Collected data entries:
================================
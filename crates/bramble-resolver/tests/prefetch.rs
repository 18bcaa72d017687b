use std::sync::atomic::{AtomicUsize, Ordering};
use std::sync::Arc;

use bramble_core::config::ResolveConfig;
use bramble_core::recipe::Recipe;
use bramble_core::repository::{LookupError, MemorySource, RecipeSource};
use bramble_core::spec::SpecRequest;
use bramble_resolver::prefetch::prefetch_closure;
use bramble_resolver::Resolver;

/// Counts lookups so tests can tell prefetched recipes from fresh fetches.
struct Counting {
    inner: MemorySource,
    calls: AtomicUsize,
}

impl RecipeSource for Counting {
    fn lookup(&self, name: &str) -> Result<Recipe, LookupError> {
        self.calls.fetch_add(1, Ordering::SeqCst);
        self.inner.lookup(name)
    }

    fn names(&self) -> Result<Vec<String>, LookupError> {
        self.inner.names()
    }
}

fn counting() -> Arc<Counting> {
    let inner = MemorySource::from_toml([
        "[package]\nname = \"metplus\"\n[[versions]]\nversion = \"4.1.1\"\n[variants.makeplots]\ndefault = false\n[[depends]]\nspec = \"met+python\"\ntype = \"run\"\n[[depends]]\nspec = \"py-cartopy\"\nwhen = \"+makeplots\"\ntype = \"run\"\n",
        "[package]\nname = \"met\"\n[[versions]]\nversion = \"10.1.1\"\n[variants.python]\ndefault = false\n",
        "[package]\nname = \"py-cartopy\"\n[[versions]]\nversion = \"0.21.1\"\n",
    ])
    .unwrap();
    Arc::new(Counting {
        inner,
        calls: AtomicUsize::new(0),
    })
}

#[tokio::test]
async fn prefetched_cache_serves_the_whole_resolution() {
    let source = counting();
    let cache = prefetch_closure(source.clone(), &["metplus".to_string()], 4).await;
    assert_eq!(source.calls.load(Ordering::SeqCst), 3);

    let config = ResolveConfig::default();
    let request = SpecRequest::parse("metplus").unwrap();
    let graph = Resolver::new(source.as_ref(), &config)
        .with_cache(cache)
        .resolve(&request)
        .unwrap();

    assert_eq!(source.calls.load(Ordering::SeqCst), 3);
    assert!(graph.get("met").unwrap().variants["python"] == bramble_core::variant::VariantValue::Bool(true));
    assert!(graph.get("py-cartopy").is_none());
}

#[tokio::test]
async fn prefetch_records_missing_names() {
    let source = counting();
    let cache = prefetch_closure(source.clone(), &["nope".to_string()], 1).await;
    assert!(matches!(
        cache.get("nope"),
        Some(Err(LookupError::NotFound { .. }))
    ));
}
================================
-- Requirement --
Each line above that includes the word "await" is to be copied.

-- Written answer --
    let cache = prefetch_closure(source.clone(), &["metplus".to_string()], 4).await;
    let cache = prefetch_closure(source.clone(), &["nope".to_string()], 1).await;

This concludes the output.